Excerpted records below:
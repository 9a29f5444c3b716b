//! Package managers, install strategies and the command lines they produce.
//!
//! # Design
//!
//! The exact argument templates live here and nowhere else. Adapters only
//! know how to run a [`CommandLine`]; the application service only knows
//! which command it wants.

use std::fmt;
use std::path::{Path, PathBuf};
use std::str::FromStr;

use serde::{Deserialize, Serialize};

use crate::domain::{error::DomainError, reference::PackageSpec};

// ── PackageManager ──────────────────────────────────────────────────────────

/// The external binary used to install templates.
#[derive(Debug, Clone, Copy, Default, PartialEq, Eq, Hash, Serialize, Deserialize)]
#[serde(rename_all = "lowercase")]
pub enum PackageManager {
    #[default]
    Npm,
    Yarn,
}

impl PackageManager {
    pub const fn as_str(&self) -> &'static str {
        match self {
            Self::Npm => "npm",
            Self::Yarn => "yarn",
        }
    }

    /// Executable name. Yarn is invoked as `yarnpkg` to avoid the Hadoop
    /// `yarn` binary on some systems.
    pub const fn program(&self) -> &'static str {
        match self {
            Self::Npm => "npm",
            Self::Yarn => "yarnpkg",
        }
    }

    /// Command that installs `spec` at `location`.
    ///
    /// | Manager | Prefix(dir)                                | Global                         |
    /// |---------|--------------------------------------------|--------------------------------|
    /// | npm     | `install --prefix <dir> [--verbose] <spec>` | `install --global [--verbose] <spec>` |
    /// | yarn    | `global add <spec> --global-folder <dir>`   | `global add <spec>`            |
    pub fn install_command(
        &self,
        spec: &PackageSpec,
        location: InstallLocation<'_>,
        verbose: bool,
    ) -> CommandLine {
        let cmd = CommandLine::new(self.program());
        match (self, location) {
            (Self::Npm, InstallLocation::Prefix(dir)) => cmd
                .arg("install")
                .arg("--prefix")
                .arg(dir.display().to_string())
                .arg_if(verbose, "--verbose")
                .arg(spec.as_str()),
            (Self::Npm, InstallLocation::Global) => cmd
                .arg("install")
                .arg("--global")
                .arg_if(verbose, "--verbose")
                .arg(spec.as_str()),
            (Self::Yarn, InstallLocation::Prefix(dir)) => cmd
                .arg("global")
                .arg("add")
                .arg(spec.as_str())
                .arg("--global-folder")
                .arg(dir.display().to_string()),
            (Self::Yarn, InstallLocation::Global) => {
                cmd.arg("global").arg("add").arg(spec.as_str())
            }
        }
    }

    /// Command that prints the global package directory.
    pub fn global_dir_command(&self) -> CommandLine {
        match self {
            Self::Npm => CommandLine::new(self.program()).arg("root").arg("--global"),
            Self::Yarn => CommandLine::new(self.program()).arg("global").arg("dir"),
        }
    }

    /// Directory holding globally installed packages, given the output of
    /// [`Self::global_dir_command`].
    ///
    /// `npm root -g` already points at `node_modules`; `yarn global dir`
    /// points at its parent.
    pub fn global_packages_root(&self, reported: &Path) -> PathBuf {
        match self {
            Self::Npm => reported.to_path_buf(),
            Self::Yarn => reported.join("node_modules"),
        }
    }
}

impl fmt::Display for PackageManager {
    fn fmt(&self, f: &mut fmt::Formatter<'_>) -> fmt::Result {
        f.write_str(self.as_str())
    }
}

impl FromStr for PackageManager {
    type Err = DomainError;

    fn from_str(s: &str) -> Result<Self, Self::Err> {
        match s.to_ascii_lowercase().as_str() {
            "npm" => Ok(Self::Npm),
            "yarn" | "yarnpkg" => Ok(Self::Yarn),
            other => Err(DomainError::UnknownPackageManager(other.to_string())),
        }
    }
}

// ── InstallStrategy ─────────────────────────────────────────────────────────

/// Where package templates are looked up and installed.
#[derive(Debug, Clone, Copy, Default, PartialEq, Eq, Hash, Serialize, Deserialize)]
#[serde(rename_all = "kebab-case")]
pub enum InstallStrategy {
    /// `<original dir>/temp/node_modules/<name>`, removed by cleanup.
    #[default]
    TempPrefix,
    /// The package manager's own global directory.
    Global,
}

impl InstallStrategy {
    pub const fn as_str(&self) -> &'static str {
        match self {
            Self::TempPrefix => "temp-prefix",
            Self::Global => "global",
        }
    }
}

impl fmt::Display for InstallStrategy {
    fn fmt(&self, f: &mut fmt::Formatter<'_>) -> fmt::Result {
        f.write_str(self.as_str())
    }
}

impl FromStr for InstallStrategy {
    type Err = DomainError;

    fn from_str(s: &str) -> Result<Self, Self::Err> {
        match s.to_ascii_lowercase().as_str() {
            "temp-prefix" | "temp" | "prefix" => Ok(Self::TempPrefix),
            "global" => Ok(Self::Global),
            other => Err(DomainError::UnknownInstallStrategy(other.to_string())),
        }
    }
}

/// Concrete install target handed to [`PackageManager::install_command`].
#[derive(Debug, Clone, Copy, PartialEq, Eq)]
pub enum InstallLocation<'a> {
    Prefix(&'a Path),
    Global,
}

// ── CommandLine ─────────────────────────────────────────────────────────────

/// A program plus arguments. Never passed through a shell by core.
#[derive(Debug, Clone, PartialEq, Eq)]
pub struct CommandLine {
    pub program: String,
    pub args: Vec<String>,
}

impl CommandLine {
    pub fn new(program: impl Into<String>) -> Self {
        Self {
            program: program.into(),
            args: Vec::new(),
        }
    }

    pub fn arg(mut self, arg: impl Into<String>) -> Self {
        self.args.push(arg.into());
        self
    }

    fn arg_if(self, cond: bool, arg: &str) -> Self {
        if cond { self.arg(arg) } else { self }
    }
}

impl fmt::Display for CommandLine {
    fn fmt(&self, f: &mut fmt::Formatter<'_>) -> fmt::Result {
        f.write_str(&self.program)?;
        for arg in &self.args {
            write!(f, " {arg}")?;
        }
        Ok(())
    }
}

/// How the child's standard streams are wired.
#[derive(Debug, Clone, Copy, PartialEq, Eq)]
pub enum Stdio {
    /// Child shares the terminal; progress is visible to the user.
    Inherit,
    /// Stdout is captured and returned; stderr still goes to the terminal.
    Capture,
}

/// Raw exit information reported by a [`CommandLine`] run.
///
/// `status` is `None` when the child was killed by a signal.
#[derive(Debug, Clone, PartialEq, Eq)]
pub struct ProcessExit {
    pub status: Option<i32>,
    pub stdout: String,
}

impl ProcessExit {
    pub fn new(status: Option<i32>, stdout: impl Into<String>) -> Self {
        Self {
            status,
            stdout: stdout.into(),
        }
    }

    pub fn success(&self) -> bool {
        self.status == Some(0)
    }
}

/// Result of a command that exited with status 0.
///
/// Non-zero exits never produce an outcome, they are errors.
#[derive(Debug, Clone, PartialEq, Eq)]
pub enum CommandOutcome {
    /// Exited cleanly, printed nothing (or nothing was captured).
    Completed,
    /// Exited cleanly with this trimmed stdout.
    Output(String),
}

impl CommandOutcome {
    pub fn from_stdout(stdout: &str) -> Self {
        let trimmed = stdout.trim();
        if trimmed.is_empty() {
            Self::Completed
        } else {
            Self::Output(trimmed.to_string())
        }
    }

    pub fn output(&self) -> Option<&str> {
        match self {
            Self::Completed => None,
            Self::Output(text) => Some(text),
        }
    }
}

#[cfg(test)]
mod tests {
    use super::*;

    fn spec(raw: &str) -> PackageSpec {
        PackageSpec::parse(raw).unwrap()
    }

    #[test]
    fn npm_prefix_install_command() {
        let cmd = PackageManager::Npm.install_command(
            &spec("cra-template"),
            InstallLocation::Prefix(Path::new("/work/temp")),
            false,
        );
        assert_eq!(cmd.to_string(), "npm install --prefix /work/temp cra-template");
    }

    #[test]
    fn npm_verbose_flag_precedes_package() {
        let cmd = PackageManager::Npm.install_command(
            &spec("cra-template@1.0.0"),
            InstallLocation::Global,
            true,
        );
        assert_eq!(cmd.args, ["install", "--global", "--verbose", "cra-template@1.0.0"]);
    }

    #[test]
    fn yarn_install_commands() {
        let prefix = PackageManager::Yarn.install_command(
            &spec("@acme/tpl"),
            InstallLocation::Prefix(Path::new("/work/temp")),
            true,
        );
        assert_eq!(
            prefix.to_string(),
            "yarnpkg global add @acme/tpl --global-folder /work/temp"
        );

        let global =
            PackageManager::Yarn.install_command(&spec("@acme/tpl"), InstallLocation::Global, false);
        assert_eq!(global.to_string(), "yarnpkg global add @acme/tpl");
    }

    #[test]
    fn global_dir_commands() {
        assert_eq!(PackageManager::Npm.global_dir_command().to_string(), "npm root --global");
        assert_eq!(PackageManager::Yarn.global_dir_command().to_string(), "yarnpkg global dir");
    }

    #[test]
    fn yarn_global_root_is_nested() {
        assert_eq!(
            PackageManager::Yarn.global_packages_root(Path::new("/home/u/.yarn/global")),
            PathBuf::from("/home/u/.yarn/global/node_modules")
        );
        assert_eq!(
            PackageManager::Npm.global_packages_root(Path::new("/usr/lib/node_modules")),
            PathBuf::from("/usr/lib/node_modules")
        );
    }

    #[test]
    fn parses_names() {
        assert_eq!("NPM".parse::<PackageManager>().unwrap(), PackageManager::Npm);
        assert_eq!("yarnpkg".parse::<PackageManager>().unwrap(), PackageManager::Yarn);
        assert!("pnpm".parse::<PackageManager>().is_err());

        assert_eq!("global".parse::<InstallStrategy>().unwrap(), InstallStrategy::Global);
        assert_eq!(
            "temp-prefix".parse::<InstallStrategy>().unwrap(),
            InstallStrategy::TempPrefix
        );
        assert!("cache".parse::<InstallStrategy>().is_err());
    }

    #[test]
    fn outcome_trims_stdout() {
        assert_eq!(CommandOutcome::from_stdout("  \n"), CommandOutcome::Completed);
        assert_eq!(
            CommandOutcome::from_stdout("/usr/lib/node_modules\n").output(),
            Some("/usr/lib/node_modules")
        );
    }
}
End of Excerpted records.
● **Problem**
Please list every line of the records that contains "captured".

● **Exercise solution**
    /// Stdout is captured and returned; stderr still goes to the terminal.
    /// Exited cleanly, printed nothing (or nothing was captured).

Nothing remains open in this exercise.